Reputation: 9260
I have the following data
test_df <- tibble::tibble(
id = c(rep(1,100), rep(2,100), rep(3,100)),
count = c(rep(0,2), 22,55, rep(0,69), 33,44,55,66,77, rep(0,22),
rep(0,61), rep(250, 39),
rep(0,2), 22,55, 22,55, rep(0,94))
)
id count
<dbl> <dbl>
1 1 0
2 1 0
3 1 22
4 1 55
5 1 0
6 1 0
7 1 0
For each id I have count data (approx. 150M observations). I want to identify intervals
of at least 60 consecutive rows by id of 0 counts,
with allowance for up to 2 consecutive rows of
counts between 0 and 100 per id. The first part I can achieve using cumsum
but I struggle with the allowance part.
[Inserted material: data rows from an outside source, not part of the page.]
//! Fixed timestep simulation tick
//!
//! Runs every stage in a fixed order once per frame. Player input resolves first so all AI
//! sees the current player position; projectiles resolve after every shooter has fired;
//! compaction happens before effects decay so expiring pools append to a clean list.

use super::actor::Direction;
use super::boss::BossCtx;
use super::enemy::update_enemies;
use super::levels::LevelError;
use super::player::update_player;
use super::projectile::{ProjectileStage, annihilate_pairs, update_projectiles};
use super::state::{GameEvent, GamePhase, GameState, report_player_hit};

/// Input commands for a single tick
#[derive(Debug, Clone, Default, PartialEq, Eq)]
pub struct TickInput {
    /// Held movement direction (most recently pressed wins)
    pub move_dir: Option<Direction>,
    pub fire: bool,
    /// Heal pulse
    pub heal: bool,
    /// Pause toggle
    pub pause: bool,
    /// Reload the current level
    pub restart: bool,
    /// Debug immunity toggle
    pub toggle_god_mode: bool,
}

/// Held movement keys. The most recently pressed one still held wins.
#[derive(Debug, Clone, Default)]
pub struct DirectionStack {
    held: Vec<Direction>,
}

impl DirectionStack {
    pub fn press(&mut self, dir: Direction) {
        self.held.retain(|d| *d != dir);
        self.held.push(dir);
    }

    pub fn release(&mut self, dir: Direction) {
        self.held.retain(|d| *d != dir);
    }

    pub fn current(&self) -> Option<Direction> {
        self.held.last().copied()
    }

    pub fn clear(&mut self) {
        self.held.clear();
    }
}

/// Advance the session by one fixed timestep
pub fn tick(state: &mut GameState, input: &TickInput) -> Result<(), LevelError> {
    if input.restart {
        return state.restart();
    }

    if input.pause {
        state.phase = match state.phase {
            GamePhase::Playing => GamePhase::Paused,
            GamePhase::Paused => GamePhase::Playing,
            other => other,
        };
        log::debug!("Phase now {:?}", state.phase);
    }

    if input.toggle_god_mode {
        state.god_mode = !state.god_mode;
        state.effects.impact(state.player.center(), 20);
        state.events.push(GameEvent::GodModeToggled {
            enabled: state.god_mode,
        });
        log::info!("God mode {}", if state.god_mode { "on" } else { "off" });
    }

    if state.phase != GamePhase::Playing {
        return Ok(());
    }

    // Player first: everything below sees this tick's position
    update_player(state, input);

    state.spawner.update(
        &mut state.enemies,
        &state.player,
        state.rng.as_mut(),
        &mut state.events,
    );

    update_enemies(
        &mut state.enemies,
        &state.grid,
        &state.player,
        state.boss.as_ref().map(|b| &b.actor),
        &mut state.projectiles,
        state.rng.as_mut(),
    );

    if let Some(boss) = state.boss.as_mut() {
        let mut ctx = BossCtx {
            grid: &state.grid,
            player: &mut state.player,
            projectiles: &mut state.projectiles,
            effects: &mut state.effects,
            rng: state.rng.as_mut(),
            events: &mut state.events,
            score: &mut state.score,
            god_mode: state.god_mode,
            move_intent: input.move_dir,
        };
        boss.update(&mut ctx);
    }

    {
        let mut stage = ProjectileStage {
            grid: &mut state.grid,
            player: &mut state.player,
            enemies: &mut state.enemies,
            boss: state.boss.as_mut(),
            effects: &mut state.effects,
            rng: state.rng.as_mut(),
            events: &mut state.events,
            score: &mut state.score,
            god_mode: state.god_mode,
        };
        update_projectiles(&mut state.projectiles, &mut stage);
    }
    annihilate_pairs(&mut state.projectiles, &mut state.effects, state.rng.as_mut());

    // Compaction
    state.projectiles.retain(|p| p.active);
    state.enemies.retain(|e| e.is_alive());
    if state.boss.as_ref().is_some_and(|b| b.actor.dead) {
        state.boss = None;
    }

    let outcomes = state
        .effects
        .update(&mut state.player, state.god_mode, &mut state.projectiles);
    for outcome in outcomes {
        report_player_hit(outcome, &state.player, &mut state.effects, &mut state.events);
    }

    check_level_end(state);
    state.time_ticks += 1;
    Ok(())
}

fn check_level_end(state: &mut GameState) {
    if state.player.dead || !state.grid.base_intact() {
        state.phase = GamePhase::Defeat;
        state.events.push(GameEvent::Defeat);
        log::info!("Level {} lost after {} ticks", state.level, state.time_ticks);
    } else if state.spawner.budget == 0 && state.enemies.is_empty() && state.boss.is_none() {
        state.phase = GamePhase::Victory;
        state.events.push(GameEvent::Victory);
        state.settings.record_victory(state.level);
        log::info!(
            "Level {} cleared after {} ticks, score {}",
            state.level,
            state.time_ticks,
            state.score
        );
    }
}

#[cfg(test)]
mod tests {
    use super::*;
    use crate::consts::*;
    use crate::settings::Settings;
    use crate::sim::actor::Actor;
    use crate::sim::grid::{Grid, Tile, tile_coord};
    use crate::sim::levels::BossKind;
    use crate::sim::projectile::{Owner, Projectile};
    use crate::sim::rng::FixedRng;
    use crate::sim::state::LevelOutcome;
    use glam::Vec2;

    fn session(level: u32) -> GameState {
        GameState::with_rng(level, Settings::default(), Box::new(FixedRng(0.5))).unwrap()
    }

    fn idle() -> TickInput {
        TickInput::default()
    }

    #[test]
    fn test_direction_stack_last_pressed_wins() {
        let mut keys = DirectionStack::default();
        keys.press(Direction::Up);
        keys.press(Direction::Left);
        assert_eq!(keys.current(), Some(Direction::Left));
        keys.release(Direction::Left);
        assert_eq!(keys.current(), Some(Direction::Up));
        keys.press(Direction::Up);
        keys.release(Direction::Up);
        assert_eq!(keys.current(), None);
    }

    #[test]
    fn test_first_shot_degrades_one_brick() {
        let mut state = session(1);
        let before = state.grid.clone();
        let fire = TickInput {
            fire: true,
            ..idle()
        };
        tick(&mut state, &fire).unwrap();
        assert_eq!(state.projectiles.len(), 1);
        let bullet = state.projectiles[0].clone();
        let cx = tile_coord(bullet.center().x);
        let start_y = bullet.center().y;

        // Nearest solid tile straight up the column
        let cy = (0..tile_coord(start_y))
            .rev()
            .find(|&cy| before.tile_at(cx, cy).is_some_and(|t| t.is_solid()))
            .unwrap();
        let wall_bottom = (cy + 1) as f32 * TILE_SIZE;
        let ticks = ((start_y - wall_bottom) / PLAYER_BULLET_SPEED).ceil() as u32 + 1;

        for _ in 0..ticks {
            tick(&mut state, &idle()).unwrap();
        }
        assert!(state.projectiles.iter().all(|p| p.owner != Owner::Player));
        let hit = before.tile_at(cx, cy).unwrap();
        assert_eq!(state.grid.tile_at(cx, cy), hit.degraded());
    }

    #[test]
    fn test_pause_freezes_everything() {
        let mut state = session(1);
        let pause = TickInput {
            pause: true,
            ..idle()
        };
        tick(&mut state, &pause).unwrap();
        assert_eq!(state.phase, GamePhase::Paused);
        let ticks = state.time_ticks;
        tick(&mut state, &idle()).unwrap();
        assert_eq!(state.time_ticks, ticks);
        tick(&mut state, &pause).unwrap();
        assert_eq!(state.phase, GamePhase::Playing);
        assert_eq!(state.time_ticks, ticks + 1);
    }

    #[test]
    fn test_god_mode_toggle_emits_event() {
        let mut state = session(1);
        let toggle = TickInput {
            toggle_god_mode: true,
            ..idle()
        };
        tick(&mut state, &toggle).unwrap();
        assert!(state.god_mode);
        assert!(state
            .drain_events()
            .contains(&GameEvent::GodModeToggled { enabled: true }));
    }

    #[test]
    fn test_restart_resets_session() {
        let mut state = session(1);
        state.score = 300;
        state.player.hp = 1.0;
        tick(
            &mut state,
            &TickInput {
                restart: true,
                ..idle()
            },
        )
        .unwrap();
        assert_eq!(state.score, 0);
        assert_eq!(state.player_hp(), PLAYER_MAX_HP);
        assert_eq!(state.outcome(), LevelOutcome::Playing);
    }

    #[test]
    fn test_enemy_bullet_kills_player_and_ends_level() {
        let mut state = session(1);
        state.player.hp = 1.0;
        let target = state.player.center();
        state.projectiles.push(Projectile::axis(
            target,
            Direction::Down,
            ENEMY_BULLET_SPEED,
            Owner::Enemy,
        ));
        tick(&mut state, &idle()).unwrap();
        assert!(state.player.dead);
        assert_eq!(state.outcome(), LevelOutcome::Defeat);
        let events = state.drain_events();
        assert!(events.contains(&GameEvent::PlayerKilled));
        assert!(events.contains(&GameEvent::Defeat));

        // Frozen afterwards
        let ticks = state.time_ticks;
        tick(&mut state, &idle()).unwrap();
        assert_eq!(state.time_ticks, ticks);
    }

    #[test]
    fn test_shooting_base_loses_level() {
        let mut state = session(1);
        state.grid = Grid::filled(GRID_WIDTH, GRID_HEIGHT, Tile::Empty);
        state.grid.set_tile(3, 3, Tile::Base);
        state.projectiles.push(Projectile::axis(
            Vec2::new(3.5 * TILE_SIZE, 4.0 * TILE_SIZE + 2.0),
            Direction::Up,
            ENEMY_BULLET_SPEED,
            Owner::Enemy,
        ));
        tick(&mut state, &idle()).unwrap();
        assert!(!state.grid.base_intact());
        assert_eq!(state.outcome(), LevelOutcome::Defeat);
        assert!(state.drain_events().contains(&GameEvent::BaseDestroyed));
    }

    #[test]
    fn test_boss_kill_wins_and_unlocks_next_level() {
        let mut state = session(2);
        state.settings.unlocked_level = 2;
        state.boss.as_mut().unwrap().actor.dead = true;
        tick(&mut state, &idle()).unwrap();
        assert!(state.boss.is_none());
        assert_eq!(state.outcome(), LevelOutcome::Victory);
        assert_eq!(state.settings.unlocked_level, 3);
        assert_eq!(state.enemies_remaining(), 0);
    }

    #[test]
    fn test_player_bullet_finishes_boss() {
        let mut state = session(4);
        let boss = state.boss.as_mut().unwrap();
        boss.actor.hp = 1.0;
        let at = boss.actor.center();
        state
            .projectiles
            .push(Projectile::axis(at, Direction::Up, 0.1, Owner::Player));
        tick(&mut state, &idle()).unwrap();
        assert!(state.boss.is_none());
        assert_eq!(state.score, BOSS_SCORE);
        let events = state.drain_events();
        assert!(events.contains(&GameEvent::BossDefeated {
            kind: BossKind::Bloodseeker
        }));
        assert!(events.contains(&GameEvent::Victory));
    }

    #[test]
    fn test_level_one_spawns_enemies_over_time() {
        let mut state = session(1);
        state.god_mode = true;
        for _ in 0..=ENEMY_SPAWN_INTERVAL {
            tick(&mut state, &idle()).unwrap();
        }
        assert_eq!(state.enemies.len(), 1);
        assert_eq!(state.spawner.budget, LEVEL_ONE_ENEMY_BUDGET - 1);
        assert_eq!(state.enemies_remaining(), LEVEL_ONE_ENEMY_BUDGET);
    }

    #[test]
    fn test_big_pool_expiry_hurts_player() {
        let mut state = session(4);
        state.boss = None;
        state.spawner.budget = 1;
        let center = state.player.center();
        state
            .effects
            .add_hazard(crate::sim::effects::HazardField::big_blood_pool(center));
        for _ in 0..BLOODSEEKER_BIG_POOL_DURATION {
            tick(&mut state, &idle()).unwrap();
        }
        assert_eq!(state.player.hp, PLAYER_MAX_HP - 1.0);
        assert!(state.effects.hazards().is_empty());
    }

    #[test]
    fn test_standard_enemies_block_on_player() {
        let mut state = session(1);
        state.god_mode = true;
        state.grid = Grid::filled(GRID_WIDTH, GRID_HEIGHT, Tile::Empty);
        let above = state.player.pos - Vec2::new(0.0, TANK_SIZE);
        state.enemies.push(Actor::new(above, TANK_SIZE, Direction::Down, ENEMY_SPEED, 1.0));
        tick(&mut state, &idle()).unwrap();
        assert_eq!(state.enemies[0].pos, above);
    }
}
//! Injected randomness
//!
//! AI code never calls a global PRNG. Everything random (dash angles, spawn points, wander
//! re-rolls, particle scatter) goes through a `RandomSource` owned by the session.

use rand::{Rng, SeedableRng};
use rand_pcg::Pcg32;

/// Uniform random numbers for the simulation
pub trait RandomSource {
    /// Uniform in [0, 1)
    fn next_f32(&mut self) -> f32;

    /// True with probability `p`
    fn chance(&mut self, p: f32) -> bool {
        self.next_f32() < p
    }

    /// Uniform in [lo, hi)
    fn range(&mut self, lo: f32, hi: f32) -> f32 {
        lo + self.next_f32() * (hi - lo)
    }

    /// Uniform index in 0..n (n > 0)
    fn index(&mut self, n: usize) -> usize {
        ((self.next_f32() * n as f32) as usize).min(n.saturating_sub(1))
    }
}

impl RandomSource for Pcg32 {
    fn next_f32(&mut self) -> f32 {
        self.random::<f32>()
    }
}

/// Seeded generator for hosts that want reproducible sessions
pub fn seeded(seed: u64) -> Box<dyn RandomSource> {
    Box::new(Pcg32::seed_from_u64(seed))
}

/// Generator seeded from the thread RNG
pub fn from_entropy() -> Box<dyn RandomSource> {
    Box::new(Pcg32::from_rng(&mut rand::rng()))
}

/// Always returns the same value
#[derive(Debug, Clone, Copy)]
pub struct FixedRng(pub f32);

impl RandomSource for FixedRng {
    fn next_f32(&mut self) -> f32 {
        self.0
    }
}

/// Cycles through a fixed list of values
#[derive(Debug, Clone)]
pub struct SequenceRng {
    values: Vec<f32>,
    cursor: usize,
}

impl SequenceRng {
    pub fn new(values: Vec<f32>) -> Self {
        Self { values, cursor: 0 }
    }
}

impl RandomSource for SequenceRng {
    fn next_f32(&mut self) -> f32 {
        if self.values.is_empty() {
            return 0.0;
        }
        let v = self.values[self.cursor % self.values.len()];
        self.cursor += 1;
        v
    }
}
I constructed the example data in a way that for id = 1 there should be allowed as a valid interval, while in id 3 they should not be allowed. Note that the large number of observation require probably a DT solution.
library(dplyr)
test_df %>%
group_by(id) %>%
mutate(check = cumsum(c(F, abs(diff(count)) > 0))) %>%
group_by(id, check) %>%
mutate(create_identifier = ifelse((count == 0 & n() >= 60), 1,0))
Upvotes: 1
Views: 90
Reputation: 66
Probably not the most efficient solution:
test_df %>%
#create an id for each sequence of count > 0
mutate(event_id = row_number()) %>%
mutate(event_id = case_when(
count > 0 ~ NA_integer_,
TRUE ~ event_id
)) %>%
tidyr::fill(event_id, .direction = "down") %>%
mutate(event_id = case_when(
count == 0 ~ NA_integer_,
TRUE ~ event_id
)) %>%
#check, if count-values should be considered
group_by(event_id) %>%
mutate(allowance_check = case_when(
(n() <= 2) & (id == 1) & (count <= 100) ~ 1, #either sequence of counts is shorter than two observations
count == 0 ~ 1, #or count is 0
TRUE ~ 0
)) %>%
ungroup() %>%
#create ids for grouping
group_by(id) %>%
mutate(allowance_id = row_number()) %>%
mutate(allowance_id = case_when(
allowance_id == n() ~ allowance_id, #for the last row of each group
allowance_check == 1 ~ NA_integer_,
TRUE ~ allowance_id
)) %>%
tidyr::fill(allowance_id, .direction = "up") %>%
mutate(allowance_id = case_when(
allowance_check != 1 ~ NA_integer_,
TRUE ~ allowance_id
)) %>%
ungroup()
#now just filter groups id and allowance_id for n()>= 60
Upvotes: 1